//! User validation utilities
//!
//! Each field has an ordered list of validators. All of them run and their
//! failures are collected, so a caller can show every problem at once.

use std::collections::BTreeMap;
use std::fmt;

use once_cell::sync::Lazy;
use regex::Regex;
use serde::Serialize;

pub const MAX_NAME_LENGTH: usize = 50;
pub const MAX_EMAIL_LENGTH: usize = 255;
pub const MIN_PASSWORD_LENGTH: usize = 6;

static EMAIL_PATTERN: Lazy<Regex> = Lazy::new(|| {
    Regex::new(r"(?i)^[\w+\-.]+@[a-z\d\-]+(\.[a-z\d\-]+)*\.[a-z]+$").unwrap()
});

/// A validated user attribute
#[derive(Debug, Clone, Copy, PartialEq, Eq, PartialOrd, Ord, Hash, Serialize)]
#[serde(rename_all = "snake_case")]
pub enum Field {
    Name,
    Email,
    Password,
}

impl Field {
    pub fn as_str(&self) -> &'static str {
        match self {
            Self::Name => "name",
            Self::Email => "email",
            Self::Password => "password",
        }
    }
}

impl fmt::Display for Field {
    fn fmt(&self, f: &mut fmt::Formatter<'_>) -> fmt::Result {
        f.write_str(self.as_str())
    }
}

/// Why a field was rejected
#[derive(Debug, Clone, PartialEq, Eq)]
pub enum Reason {
    Blank,
    TooLong { max: usize },
    TooShort { min: usize },
    Invalid,
    Taken,
    ConfirmationMismatch,
}

impl fmt::Display for Reason {
    fn fmt(&self, f: &mut fmt::Formatter<'_>) -> fmt::Result {
        match self {
            Self::Blank => write!(f, "can't be blank"),
            Self::TooLong { max } => write!(f, "is too long (maximum is {} characters)", max),
            Self::TooShort { min } => write!(f, "is too short (minimum is {} characters)", min),
            Self::Invalid => write!(f, "is invalid"),
            Self::Taken => write!(f, "has already been taken"),
            Self::ConfirmationMismatch => write!(f, "doesn't match confirmation"),
        }
    }
}

/// A single violation attached to a field
#[derive(Debug, Clone, PartialEq, Eq)]
pub struct FieldError {
    pub field: Field,
    pub reason: Reason,
}

impl FieldError {
    pub fn new(field: Field, reason: Reason) -> Self {
        Self { field, reason }
    }
}

impl fmt::Display for FieldError {
    fn fmt(&self, f: &mut fmt::Formatter<'_>) -> fmt::Result {
        write!(f, "{} {}", self.field, self.reason)
    }
}

/// All violations found for one input, in validator order
#[derive(Debug, Clone, Default, PartialEq, Eq)]
pub struct ValidationErrors(Vec<FieldError>);

impl ValidationErrors {
    pub fn new() -> Self {
        Self::default()
    }

    pub fn add(&mut self, field: Field, reason: Reason) {
        self.0.push(FieldError::new(field, reason));
    }

    pub fn merge(&mut self, other: ValidationErrors) {
        self.0.extend(other.0);
    }

    pub fn is_empty(&self) -> bool {
        self.0.is_empty()
    }

    pub fn len(&self) -> usize {
        self.0.len()
    }

    pub fn iter(&self) -> impl Iterator<Item = &FieldError> {
        self.0.iter()
    }

    /// Reasons recorded against `field`
    pub fn on(&self, field: Field) -> Vec<&Reason> {
        self.0
            .iter()
            .filter(|e| e.field == field)
            .map(|e| &e.reason)
            .collect()
    }

    pub fn contains(&self, field: Field, reason: &Reason) -> bool {
        self.0.iter().any(|e| e.field == field && &e.reason == reason)
    }

    pub fn has_field(&self, field: Field) -> bool {
        self.0.iter().any(|e| e.field == field)
    }

    /// Distinct fields with at least one violation, sorted
    pub fn fields(&self) -> Vec<Field> {
        let mut fields: Vec<Field> = self.0.iter().map(|e| e.field).collect();
        fields.sort();
        fields.dedup();
        fields
    }

    /// Human-readable messages keyed by field name, for rendering forms
    pub fn messages(&self) -> BTreeMap<&'static str, Vec<String>> {
        let mut map: BTreeMap<&'static str, Vec<String>> = BTreeMap::new();

        for error in &self.0 {
            map.entry(error.field.as_str())
                .or_default()
                .push(error.reason.to_string());
        }

        map
    }

    pub fn into_result(self) -> Result<(), ValidationErrors> {
        if self.is_empty() { Ok(()) } else { Err(self) }
    }
}

impl From<Vec<FieldError>> for ValidationErrors {
    fn from(errors: Vec<FieldError>) -> Self {
        Self(errors)
    }
}

impl fmt::Display for ValidationErrors {
    fn fmt(&self, f: &mut fmt::Formatter<'_>) -> fmt::Result {
        let parts: Vec<String> = self.0.iter().map(ToString::to_string).collect();
        f.write_str(&parts.join(", "))
    }
}

/// A single check over one field value.
///
/// Only `presence` reports empty input; the other validators pass it through.
pub type Validator = fn(&str) -> Option<Reason>;

pub const NAME_VALIDATORS: &[Validator] = &[presence, max_length::<MAX_NAME_LENGTH>];

pub const EMAIL_VALIDATORS: &[Validator] =
    &[presence, max_length::<MAX_EMAIL_LENGTH>, email_format];

pub const PASSWORD_VALIDATORS: &[Validator] = &[presence, min_length::<MIN_PASSWORD_LENGTH>];

pub fn presence(value: &str) -> Option<Reason> {
    value.trim().is_empty().then_some(Reason::Blank)
}

pub fn max_length<const MAX: usize>(value: &str) -> Option<Reason> {
    (value.chars().count() > MAX).then_some(Reason::TooLong { max: MAX })
}

pub fn min_length<const MIN: usize>(value: &str) -> Option<Reason> {
    let len = value.chars().count();
    (len > 0 && len < MIN).then_some(Reason::TooShort { min: MIN })
}

pub fn email_format(value: &str) -> Option<Reason> {
    (!value.is_empty() && !EMAIL_PATTERN.is_match(value)).then_some(Reason::Invalid)
}

/// Run every validator for `field` over `value`
pub fn run_validators(field: Field, validators: &[Validator], value: &str) -> ValidationErrors {
    validators
        .iter()
        .filter_map(|validate| validate(value))
        .map(|reason| FieldError::new(field, reason))
        .collect::<Vec<_>>()
        .into()
}

/// Case-fold an email for storage and comparison
pub fn normalize_email(email: &str) -> String {
    email.to_lowercase()
}

pub fn validate_name(name: &str) -> ValidationErrors {
    run_validators(Field::Name, NAME_VALIDATORS, name)
}

/// Validate an email; expects the normalized form
pub fn validate_email(email: &str) -> ValidationErrors {
    run_validators(Field::Email, EMAIL_VALIDATORS, email)
}

/// Validate a new password together with its confirmation
pub fn validate_password(password: &str, confirmation: &str) -> ValidationErrors {
    let mut errors = run_validators(Field::Password, PASSWORD_VALIDATORS, password);

    if password != confirmation {
        errors.add(Field::Password, Reason::ConfirmationMismatch);
    }

    errors
}

/// Validate everything a signup needs except email uniqueness
pub fn validate_new_user(
    name: &str,
    email: &str,
    password: &str,
    password_confirmation: &str,
) -> ValidationErrors {
    let mut errors = validate_name(name);
    errors.merge(validate_email(&normalize_email(email)));
    errors.merge(validate_password(password, password_confirmation));
    errors
}

#[cfg(test)]
mod tests {
    use super::*;

    #[test]
    fn test_valid_new_user() {
        let errors = validate_new_user("Taro", "taro@example.com", "secret1", "secret1");
        assert!(errors.is_empty());
    }

    #[test]
    fn test_blank_name() {
        let errors = validate_name("");
        assert_eq!(errors.on(Field::Name), vec![&Reason::Blank]);

        let errors = validate_name("   ");
        assert!(errors.contains(Field::Name, &Reason::Blank));
    }

    #[test]
    fn test_name_length_boundary() {
        assert!(validate_name(&"a".repeat(50)).is_empty());
        assert_eq!(
            validate_name(&"a".repeat(51)).on(Field::Name),
            vec![&Reason::TooLong { max: 50 }]
        );
    }

    #[test]
    fn test_name_length_counts_characters() {
        // 50 multi-byte characters are still 50 characters
        assert!(validate_name(&"あ".repeat(50)).is_empty());
    }

    #[test]
    fn test_email_too_long() {
        let errors = validate_email(&"a".repeat(256));
        assert!(errors.contains(Field::Email, &Reason::TooLong { max: 255 }));
    }

    #[test]
    fn test_blank_email_reports_only_blank() {
        let errors = validate_email("");
        assert_eq!(errors.on(Field::Email), vec![&Reason::Blank]);
    }

    #[test]
    fn test_email_format() {
        let valid = [
            "user@example.com",
            "USER@foo.COM",
            "A_US-ER@foo.bar.org",
            "first.last@foo.jp",
            "alice+bob@baz.cn",
        ];
        for email in valid {
            assert!(validate_email(email).is_empty(), "{email} should be valid");
        }

        let invalid = [
            "user@example,com",
            "user_at_foo.org",
            "user.name@example.",
            "foo@bar_baz.com",
            "foo@bar+baz.com",
            "foo@bar..com",
        ];
        for email in invalid {
            assert!(
                validate_email(email).contains(Field::Email, &Reason::Invalid),
                "{email} should be invalid"
            );
        }
    }

    #[test]
    fn test_blank_password() {
        let errors = validate_password("", "");
        assert_eq!(errors.on(Field::Password), vec![&Reason::Blank]);
    }

    #[test]
    fn test_password_too_short() {
        let errors = validate_password("taka", "taka");
        assert_eq!(
            errors.on(Field::Password),
            vec![&Reason::TooShort { min: 6 }]
        );
        assert!(validate_password("takahiro", "takahiro").is_empty());
    }

    #[test]
    fn test_password_confirmation_mismatch() {
        let errors = validate_password("secret1", "secret2");
        assert!(errors.contains(Field::Password, &Reason::ConfirmationMismatch));
    }

    #[test]
    fn test_all_errors_are_collected() {
        let errors = validate_new_user("", &"a".repeat(256), "taka", "taka");

        assert_eq!(errors.fields(), vec![Field::Name, Field::Email, Field::Password]);
        assert!(errors.len() >= 3);
    }

    #[test]
    fn test_normalize_email() {
        assert_eq!(normalize_email("ExamPle@example.com"), "example@example.com");
    }

    #[test]
    fn test_messages_keyed_by_field() {
        let errors = validate_new_user("", "taro@example.com", "taka", "taka");
        let messages = errors.messages();

        assert_eq!(messages["name"], vec!["can't be blank".to_string()]);
        assert_eq!(
            messages["password"],
            vec!["is too short (minimum is 6 characters)".to_string()]
        );
        assert!(!messages.contains_key("email"));
    }

    #[test]
    fn test_into_result() {
        assert!(ValidationErrors::new().into_result().is_ok());
        assert!(validate_name("").into_result().is_err());
    }
}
════
WHAT TO WORK ON: Please copy only the lines between the first line of the entries and the line with "validated user attribute", keeping those two end lines as well, exactly as written.

RESULT OF THE TASK:
//! User validation utilities
//!
//! Each field has an ordered list of validators. All of them run and their
//! failures are collected, so a caller can show every problem at once.

use std::collections::BTreeMap;
use std::fmt;

use once_cell::sync::Lazy;
use regex::Regex;
use serde::Serialize;

pub const MAX_NAME_LENGTH: usize = 50;
pub const MAX_EMAIL_LENGTH: usize = 255;
pub const MIN_PASSWORD_LENGTH: usize = 6;

static EMAIL_PATTERN: Lazy<Regex> = Lazy::new(|| {
    Regex::new(r"(?i)^[\w+\-.]+@[a-z\d\-]+(\.[a-z\d\-]+)*\.[a-z]+$").unwrap()
});

/// A validated user attribute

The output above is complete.